Filled with an intense desire for education, he joined the United States Air Force and later graduated from Southern University—studying political science and the law at a time of great upheaval in the racial status quo. As part of a group of courageous men, Neal joined a Department of Justice effort to register the first black voters in Madison Parish.

When Neal moved to southern Nevada in 1963 he found the Silver State to be every bit as discriminatory as his former Louisiana home. As Neal climbed through the political ranks, he used his position in the state senate to speak on behalf of the powerless for more than thirty years. He took on an array of powerful opponents ranging from the Clark County sheriff to the governor of the state, as well as Nevada’s political kingmakers and casino titans. He didn’t always succeed—he lost two runs for governor—but he never stopped fighting. His successes included improved rights for convicted felons and greater services for public education, mental health, and the state’s libraries.

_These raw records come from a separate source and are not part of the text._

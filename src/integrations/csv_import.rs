//! PPA CSV Import
//!
//! Reads PPA records from a CSV file with a header row. Columns are matched
//! by name (case-insensitive), so their order is free. Only `name` and
//! `state` are required.

use super::ImportError;
use crate::services::directory::canonical_state;
use crate::services::Ppa;
use std::io::Read;
use std::path::Path;

/// Maximum number of row errors kept in a result
const MAX_ERRORS: usize = 100;

/// Column positions resolved from the header row
#[derive(Debug, Default)]
struct Columns {
    name: usize,
    state: usize,
    location: Option<usize>,
    rating: Option<usize>,
    reviews: Option<usize>,
    description: Option<usize>,
}

impl Columns {
    fn from_headers(headers: &csv::StringRecord) -> Result<Self, ImportError> {
        let find = |wanted: &str| {
            headers
                .iter()
                .position(|h| h.trim().eq_ignore_ascii_case(wanted))
        };

        Ok(Self {
            name: find("name").ok_or(ImportError::MissingColumn("name"))?,
            state: find("state").ok_or(ImportError::MissingColumn("state"))?,
            location: find("location"),
            rating: find("rating"),
            reviews: find("reviews"),
            description: find("description"),
        })
    }
}

/// Result of a CSV import operation
#[derive(Debug)]
pub struct PpaImportResult {
    pub records: Vec<Ppa>,
    pub rows_processed: usize,
    pub rows_failed: usize,
    pub errors: Vec<String>,
}

/// CSV importer for the PPA directory
#[derive(Debug, Clone)]
pub struct PpaCsvImporter {
    /// Field delimiter
    delimiter: u8,
    /// Reject states outside the known list
    strict_states: bool,
}

impl Default for PpaCsvImporter {
    fn default() -> Self {
        Self::new()
    }
}

impl PpaCsvImporter {
    pub fn new() -> Self {
        Self {
            delimiter: b',',
            strict_states: true,
        }
    }

    /// Set the field delimiter
    pub fn with_delimiter(mut self, delimiter: u8) -> Self {
        self.delimiter = delimiter;
        self
    }

    /// Accept any state name as written
    pub fn allow_unknown_states(mut self) -> Self {
        self.strict_states = false;
        self
    }

    /// Import records from a CSV file
    pub fn import(&self, path: &Path) -> Result<PpaImportResult, ImportError> {
        let file = std::fs::File::open(path)?;
        self.import_reader(file)
    }

    /// Import from a CSV string
    pub fn import_str(&self, csv_data: &str) -> Result<PpaImportResult, ImportError> {
        self.import_reader(csv_data.as_bytes())
    }

    fn import_reader<R: Read>(&self, input: R) -> Result<PpaImportResult, ImportError> {
        let mut reader = csv::ReaderBuilder::new()
            .has_headers(true)
            .delimiter(self.delimiter)
            .flexible(true)
            .from_reader(input);

        let columns = Columns::from_headers(reader.headers()?)?;

        let mut records = Vec::new();
        let mut rows_failed = 0;
        let mut errors = Vec::new();

        for (line_num, result) in reader.records().enumerate() {
            // +2: one for the header, one for 1-based lines
            let actual_line = line_num + 2;

            let parsed = result
                .map_err(|e| e.to_string())
                .and_then(|record| self.parse_record(&columns, &record));

            match parsed {
                Ok(ppa) => records.push(ppa),
                Err(e) => {
                    errors.push(format!("Line {}: {}", actual_line, e));
                    rows_failed += 1;
                }
            }
        }

        if errors.len() > MAX_ERRORS {
            let total = errors.len();
            errors.truncate(MAX_ERRORS);
            errors.push(format!("... and {} more errors", total - MAX_ERRORS));
        }

        Ok(PpaImportResult {
            rows_processed: records.len(),
            records,
            rows_failed,
            errors,
        })
    }

    fn parse_record(&self, columns: &Columns, record: &csv::StringRecord) -> Result<Ppa, String> {
        let field = |idx: Option<usize>| {
            idx.and_then(|i| record.get(i))
                .map(str::trim)
                .unwrap_or_default()
        };

        let name = field(Some(columns.name));
        if name.is_empty() {
            return Err("missing name".to_string());
        }

        let raw_state = field(Some(columns.state));
        if raw_state.is_empty() {
            return Err("missing state".to_string());
        }
        let state = match canonical_state(raw_state) {
            Some(state) => state.to_string(),
            None if !self.strict_states => raw_state.to_string(),
            None => return Err(format!("unknown state '{}'", raw_state)),
        };

        let rating = match field(columns.rating) {
            "" => 0.0,
            s => match s.parse::<f64>() {
                Ok(r) if (0.0..=5.0).contains(&r) => r,
                Ok(r) => return Err(format!("rating {} outside 0-5", r)),
                Err(_) => return Err(format!("invalid rating '{}'", s)),
            },
        };

        let reviews = match field(columns.reviews) {
            "" => 0,
            s => s
                .parse::<u32>()
                .map_err(|_| format!("invalid review count '{}'", s))?,
        };

        Ok(Ppa {
            id: String::new(),
            name: name.to_string(),
            location: field(columns.location).to_string(),
            state,
            rating,
            reviews,
            description: field(columns.description).to_string(),
        })
    }
}

#[cfg(test)]
mod tests {
    use super::*;

    #[test]
    fn test_import_ppas() {
        let csv_data = "name,location,state,rating,reviews,description
Lagos State Secretariat,Alausa Ikeja,Lagos,4.2,31,State government secretariat
Kano Secretariat,Audu Bako,kano,3.5,12,
Ikeja General Hospital,Ikeja,Lagos,,,";

        let result = PpaCsvImporter::new().import_str(csv_data).unwrap();

        assert_eq!(result.rows_processed, 3);
        assert_eq!(result.rows_failed, 0);
        assert_eq!(result.records[0].reviews, 31);
        assert_eq!(result.records[1].state, "Kano");
        assert_eq!(result.records[2].rating, 0.0);
    }

    #[test]
    fn test_columns_in_any_order() {
        let csv_data = "State,Name
Oyo,University College Hospital";

        let result = PpaCsvImporter::new().import_str(csv_data).unwrap();
        assert_eq!(result.records[0].name, "University College Hospital");
        assert_eq!(result.records[0].state, "Oyo");
    }

    #[test]
    fn test_row_errors_are_collected() {
        let csv_data = "name,state,rating,reviews
,Lagos,4,1
Somewhere,Atlantis,4,1
Too Good,Lagos,9,1
Counted,Lagos,4,many
Fine,Lagos,4,1";

        let result = PpaCsvImporter::new().import_str(csv_data).unwrap();
        assert_eq!(result.rows_processed, 1);
        assert_eq!(result.rows_failed, 4);
        assert!(result.errors[0].starts_with("Line 2:"));
        assert!(result.errors[1].contains("unknown state"));

        let lenient = PpaCsvImporter::new()
            .allow_unknown_states()
            .import_str(csv_data)
            .unwrap();
        assert_eq!(lenient.rows_processed, 2);
    }

    #[test]
    fn test_missing_required_column() {
        let err = PpaCsvImporter::new()
            .import_str("name,location\nA,B")
            .unwrap_err();
        assert!(matches!(err, ImportError::MissingColumn("state")));
    }

    #[test]
    fn test_semicolon_delimiter() {
        let result = PpaCsvImporter::new()
            .with_delimiter(b';')
            .import_str("name;state\nFederal Medical Centre;Abia")
            .unwrap();
        assert_eq!(result.rows_processed, 1);
    }
}
use std::sync::Arc;

use axum::{
    Json,
    extract::{Extension, Query},
    http::StatusCode,
    response::IntoResponse,
};

use shipline_case::CaseId;

use crate::app::{
    dto, errors,
    services::{self, AppServices},
};
use crate::context::PrincipalContext;

pub async fn health() -> StatusCode {
    StatusCode::OK
}

pub async fn whoami(Extension(principal): Extension<PrincipalContext>) -> impl IntoResponse {
    Json(serde_json::json!({
        "principal_id": principal.principal_id().to_string(),
        "role": principal.role(),
        "company_id": principal.company_id().map(|c| c.to_string()),
    }))
}

pub async fn stages() -> impl IntoResponse {
    Json(dto::stage_table_json())
}

pub async fn stream(
    Extension(services): Extension<Arc<AppServices>>,
    Query(query): Query<dto::StreamQuery>,
) -> axum::response::Response {
    let case_id = match query.case_id.as_deref().map(errors::parse::<CaseId>).transpose() {
        Ok(v) => v,
        Err(resp) => return resp,
    };

    services::case_sse_stream(services, case_id).into_response()
}

use std::sync::Arc;

use anyhow::Context;

use shipline_api::{app, config::ApiConfig};
use shipline_infra::{LoggingNotifier, NotificationWorker};

#[tokio::main]
async fn main() -> anyhow::Result<()> {
    shipline_observability::init();

    let config = ApiConfig::from_env().context("invalid configuration")?;
    let services = Arc::new(app::services::build_services(&config).context("failed to start services")?);

    let notifier = NotificationWorker::spawn("notifications", services.bus(), LoggingNotifier)
        .context("failed to spawn notification worker")?;

    let app = app::router(&config, services);

    let listener = tokio::net::TcpListener::bind(config.bind_addr)
        .await
        .with_context(|| format!("failed to bind {}", config.bind_addr))?;

    tracing::info!(addr = %listener.local_addr()?, "listening");

    axum::serve(listener, app)
        .with_graceful_shutdown(async {
            let _ = tokio::signal::ctrl_c().await;
        })
        .await
        .context("server error")?;

    notifier.shutdown();
    tracing::info!("shut down");
    Ok(())
}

He also played an integral role in improving hotel fire safety in the wake of the deadly MGM Grand fire and preserving the pristine waters of Lake Tahoe, which brought him national attention.

Neal lived a life that personified what is right, just, and fair. Pushing through racial and civil rights hurdles and becoming a lifelong advocate for social justice, his dedication and determination are powerful reminders to always fight the good fight and never stop swinging.